Hence, the probability that the photon passes $P_{\alpha_i}$ and is then blocked by $P_{\alpha_j}$ is

$$
\begin{aligned}
\operatorname{Prob}(P_i=1, P_j=0)
&= \operatorname{Prob}(P_i=1)
   - \operatorname{Prob}(P_i=1, P_j=1) \\
&= \frac12 - \frac12 \cos^2(\alpha_i-\alpha_j) \\
&= \frac12 \sin^2(\alpha_i-\alpha_j).
\end{aligned}
$$

This agrees with the experimentally observed transmission probabilities, but it should be emphasized that this quantity corresponds to a \emph{sequential measurement} rather than a joint probability in the classical sense.

\section{Concentration of measure phenomenon}

\begin{defn}
	$\eta$-Lipschitz function

    Let $(X,\operatorname{dist}_X)$ and $(Y,\operatorname{dist}_Y)$ be two metric spaces. A function $f:X\to Y$ is said to be $\eta$-Lipschitz if there exists a constant $L\in \mathbb{R}$ such that
    \[
    \operatorname{dist}_Y(f(x),f(y))\leq L\operatorname{dist}_X(x,y)
    \]
    for all $x,y\in X$. And $\eta=\|f\|_{\operatorname{Lip}}=\inf_{L\in \mathbb{R}}L$.
\end{defn}

That basically means that the function $f$ should not change the distance between any two pairs of points in $X$ by more than a factor of $L$.

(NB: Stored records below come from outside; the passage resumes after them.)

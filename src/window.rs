//! The viewer window: winit event handling and the per-frame pipeline.
//!
//! Each redraw runs, in order: keyboard shortcuts, pointer input into the
//! orbit controls, damped camera update, the control panel, regeneration
//! for settled changes, and finally rendering. Regeneration therefore
//! always completes before the frame that shows it is drawn.

use std::sync::Arc;

use glam::Vec3;
use tracing::{debug, error, info, warn};
use winit::{
    application::ApplicationHandler,
    dpi::{LogicalSize, PhysicalSize},
    event::{MouseButton, WindowEvent},
    event_loop::ActiveEventLoop,
    keyboard::KeyCode,
    window::{Fullscreen, Window, WindowId},
};

use crate::config::ViewerConfig;
use crate::controls::OrbitControls;
use crate::error::ViewerError;
use crate::gpu::camera::PerspectiveCamera;
use crate::gpu::egui_integration::EguiIntegration;
use crate::gpu::GpuState;
use crate::host::GalaxyHost;
use crate::input::Input;
use crate::panel::{ControlPanel, PanelStats};
use crate::params::GalaxyParams;
use crate::render_loop::{LoopControl, RenderLoop};
use crate::time::FrameClock;
use crate::viewport::Viewport;

/// Everything that exists once the window is open.
struct Running {
    window: Arc<Window>,
    viewport: Viewport,
    host: GalaxyHost<GpuState>,
    camera: PerspectiveCamera,
    controls: OrbitControls,
    egui: EguiIntegration,
    panel: ControlPanel,
    input: Input,
    clock: FrameClock,
}

impl Running {
    /// Run one frame. Only an unrecoverable surface error is returned.
    fn frame(&mut self) -> Result<(), wgpu::SurfaceError> {
        self.handle_shortcuts();
        self.apply_pointer();
        self.controls.update(&mut self.camera);

        let stats = PanelStats {
            points: self.host.scene().live().map_or(0, |p| p.count() as usize),
            generation_ms: self
                .host
                .last_generation_time()
                .map_or(0.0, |d| d.as_secs_f64() * 1000.0),
            fps: self.clock.fps(),
        };

        let panel = &mut self.panel;
        let params = self.host.params_mut();
        let mut changes = Vec::new();
        let egui_output = self.egui.run(&self.window, |ctx| {
            changes.extend(panel.show(ctx, params, stats));
        });
        // egui may run the UI twice in one frame
        changes.dedup();
        self.host.apply_all(changes);

        let pixel_ratio = self.viewport.pixel_ratio() as f32;
        let (gpu, scene) = self.host.renderer_and_scene();
        match gpu.render(
            &self.camera,
            scene.live(),
            pixel_ratio,
            &mut self.egui,
            &egui_output,
        ) {
            Ok(()) => {}
            Err(wgpu::SurfaceError::Lost | wgpu::SurfaceError::Outdated) => {
                debug!("surface lost, reconfiguring");
                gpu.reconfigure();
            }
            Err(wgpu::SurfaceError::OutOfMemory) => {
                return Err(wgpu::SurfaceError::OutOfMemory);
            }
            Err(e) => warn!(error = %e, "frame dropped"),
        }

        self.clock.tick();
        self.input.begin_frame();
        Ok(())
    }

    fn handle_shortcuts(&mut self) {
        let typing = self.egui.wants_keyboard();

        if !typing && self.input.key_pressed(KeyCode::KeyH) {
            self.panel.toggle();
        }
        if self.input.key_pressed(KeyCode::Escape) && self.window.fullscreen().is_some() {
            self.window.set_fullscreen(None);
            debug!("left fullscreen");
        }
        if self.input.double_clicked() && !self.egui.wants_pointer() {
            self.toggle_fullscreen();
        }
    }

    fn toggle_fullscreen(&self) {
        if self.window.fullscreen().is_some() {
            self.window.set_fullscreen(None);
            debug!("left fullscreen");
        } else {
            self.window
                .set_fullscreen(Some(Fullscreen::Borderless(None)));
            debug!("entered fullscreen");
        }
    }

    /// Left drag orbits, right drag pans, the wheel dollies.
    fn apply_pointer(&mut self) {
        if self.egui.wants_pointer() {
            return;
        }
        let delta = self.input.cursor_delta();
        let height = self.viewport.height as f32;

        if self.input.mouse_held(MouseButton::Left) {
            self.controls.rotate(delta, height);
        } else if self.input.mouse_held(MouseButton::Right) {
            self.controls.pan(delta, height, &self.camera);
        }

        let scroll = self.input.scroll_delta();
        if scroll != 0.0 {
            self.controls.dolly(scroll);
        }
    }

    fn resize(&mut self, size: PhysicalSize<u32>, scale_factor: f64) {
        let surface = self.viewport.resize(size, scale_factor);
        self.input.set_scale_factor(scale_factor);
        if self.viewport.is_collapsed() {
            debug!("viewport collapsed, keeping previous surface");
            return;
        }

        self.camera.set_aspect(self.viewport.aspect());
        let window_size = self.viewport.window_size();
        self.host.uploader_mut().resize(window_size, surface);
        debug!(
            width = window_size.width,
            height = window_size.height,
            scene_width = surface.width,
            scene_height = surface.height,
            pixel_ratio = self.viewport.pixel_ratio(),
            "viewport resized"
        );
    }
}

/// winit application driving the viewer.
pub(crate) struct App {
    config: ViewerConfig,
    params: Option<GalaxyParams>,
    running: Option<Running>,
    render_loop: RenderLoop,
    error: Option<ViewerError>,
}

impl App {
    pub(crate) fn new(config: ViewerConfig, params: GalaxyParams) -> Self {
        Self {
            config,
            params: Some(params),
            running: None,
            render_loop: RenderLoop::new(),
            error: None,
        }
    }

    /// The error that ended the event loop, if any.
    pub(crate) fn take_error(&mut self) -> Option<ViewerError> {
        self.error.take()
    }

    fn open(&mut self, event_loop: &ActiveEventLoop) -> Result<Running, ViewerError> {
        let window_attrs = Window::default_attributes()
            .with_title(self.config.title.clone())
            .with_inner_size(LogicalSize::new(self.config.width, self.config.height));
        let window = Arc::new(event_loop.create_window(window_attrs)?);

        let viewport = Viewport::from_physical(window.inner_size(), window.scale_factor())
            .with_max_pixel_ratio(self.config.max_pixel_ratio);
        let background = self.config.background_color()?;

        let gpu = pollster::block_on(GpuState::new(
            window.clone(),
            viewport.window_size(),
            viewport.surface_size(),
            background.into(),
        ))?;
        let egui = EguiIntegration::new(gpu.device(), gpu.format(), &window);

        let params = self.params.take().unwrap_or_default();
        let host = GalaxyHost::new(params, gpu)?;

        let mut camera = PerspectiveCamera::new(self.config.fov, viewport.aspect());
        camera.position = self.config.camera_position();
        let controls = OrbitControls::new(Vec3::ZERO).with_damping(self.config.damping);

        info!(
            title = %self.config.title,
            width = viewport.width,
            height = viewport.height,
            pixel_ratio = viewport.pixel_ratio(),
            "viewer started"
        );

        Ok(Running {
            input: Input::new(window.scale_factor()),
            window,
            viewport,
            host,
            camera,
            controls,
            egui,
            panel: ControlPanel::new(self.config.show_panel),
            clock: FrameClock::new(),
        })
    }

    fn fail(&mut self, event_loop: &ActiveEventLoop, e: ViewerError) {
        error!(error = %e, "viewer stopped");
        self.render_loop.stop_handle().stop();
        self.error = Some(e);
        event_loop.exit();
    }
}

impl ApplicationHandler for App {
    fn resumed(&mut self, event_loop: &ActiveEventLoop) {
        if self.running.is_some() {
            return;
        }
        match self.open(event_loop) {
            Ok(running) => {
                running.window.request_redraw();
                self.running = Some(running);
            }
            Err(e) => self.fail(event_loop, e),
        }
    }

    fn window_event(&mut self, event_loop: &ActiveEventLoop, _id: WindowId, event: WindowEvent) {
        let Some(running) = self.running.as_mut() else {
            return;
        };

        running.egui.on_window_event(&running.window, &event);
        // Button releases must reach Input even over the panel, so pointer
        // gating happens per frame instead
        running.input.handle_event(&event);

        match event {
            WindowEvent::CloseRequested => {
                self.render_loop.stop_handle().stop();
                running.host.teardown();
                event_loop.exit();
            }
            WindowEvent::Resized(size) => {
                let scale_factor = running.window.scale_factor();
                running.resize(size, scale_factor);
            }
            WindowEvent::ScaleFactorChanged { scale_factor, .. } => {
                let size = running.window.inner_size();
                running.resize(size, scale_factor);
            }
            WindowEvent::RedrawRequested => {
                let mut result = Ok(());
                let control = self.render_loop.tick(|| result = running.frame());
                if let Err(e) = result {
                    error!(error = %e, "surface out of memory");
                    running.host.teardown();
                    self.render_loop.stop_handle().stop();
                    event_loop.exit();
                    return;
                }
                if control == LoopControl::Continue {
                    running.window.request_redraw();
                }
            }
            _ => {}
        }
    }
}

This is a stronger condition than continuity, every Lipschitz function is continuous, but not every continuous function is Lipschitz.

\begin{lemma}
	\label{lemma:isoperimetric_inequality_on_sphere}
	Isoperimetric inequality on the sphere:

    Let $\sigma_n(A)$ denote the normalized area of $A$ on the $n$-dimensional sphere $S^n$. That is, $\sigma_n(A)\coloneqq\frac{\operatorname{Area}(A)}{\operatorname{Area}(S^n)}$.

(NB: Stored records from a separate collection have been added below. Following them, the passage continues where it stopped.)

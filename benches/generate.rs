//! Benchmarks for galaxy generation and CPU-side upload preparation.
//!
//! Run with: `cargo bench`

use criterion::{black_box, criterion_group, criterion_main, BenchmarkId, Criterion, Throughput};
use rand::rngs::SmallRng;
use rand::SeedableRng;

use galaxy::galaxy::generate_with_colors;
use galaxy::{generate_with, GalaxyParams};

fn params(count: u32) -> GalaxyParams {
    GalaxyParams {
        count,
        ..Default::default()
    }
}

fn bench_generate(c: &mut Criterion) {
    let mut group = c.benchmark_group("generate");

    for count in [1_000u32, 100_000, 1_000_000] {
        group.throughput(Throughput::Elements(count as u64));
        group.bench_with_input(BenchmarkId::new("count", count), &count, |b, &count| {
            let params = params(count);
            let mut rng = SmallRng::seed_from_u64(42);
            b.iter(|| black_box(generate_with(&params, &mut rng)))
        });
    }

    group.finish();
}

fn bench_randomness_power(c: &mut Criterion) {
    let mut group = c.benchmark_group("randomness_power");
    let base = params(100_000);
    let (inside, outside) = base.colors().unwrap();

    for power in [1.0f32, 3.0, 10.0] {
        group.bench_with_input(BenchmarkId::new("power", power), &power, |b, &power| {
            let params = GalaxyParams {
                randomness_power: power,
                ..base.clone()
            };
            let mut rng = SmallRng::seed_from_u64(7);
            b.iter(|| black_box(generate_with_colors(&params, inside, outside, &mut rng)))
        });
    }

    group.finish();
}

fn bench_vertices(c: &mut Criterion) {
    let cloud = generate_with(&params(100_000), &mut SmallRng::seed_from_u64(1)).unwrap();
    c.bench_function("interleave_100k", |b| b.iter(|| black_box(cloud.vertices())));
}

criterion_group!(benches, bench_generate, bench_randomness_power, bench_vertices);
criterion_main!(benches);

    Let $\epsilon>0$. Then for any subset $A\subset S^n$, given the area $\sigma_n(A)$, the spherical caps minimize the volume of the $\epsilon$-neighborhood of $A$.

    Suppose $\sigma^n(\cdot)$ is the normalized volume measure on the sphere $S^n(1)$, then for any closed subset $\Omega\subset S^n(1)$, we take a metric ball $B_\Omega$ of $S^n(1)$ with $\sigma^n(B_\Omega)=\sigma^n(\Omega)$. Then we have

    \[
    \sigma^n(U_r(\Omega))\geq \sigma^n(U_r(B_\Omega))
    \]

    where $U_r(A)=\{x\in X:d(x,A)< r\}$
\end{lemma}

Intuitively, the lemma means that the spherical caps are the most efficient way to cover the sphere.

Here, the efficiency is measured by the epsilon-neighborhood of the boundary of the spherical cap.

To prove the lemma, we need to have a good understanding of the Riemannian geometry of the sphere. For now, let's just take the lemma for granted.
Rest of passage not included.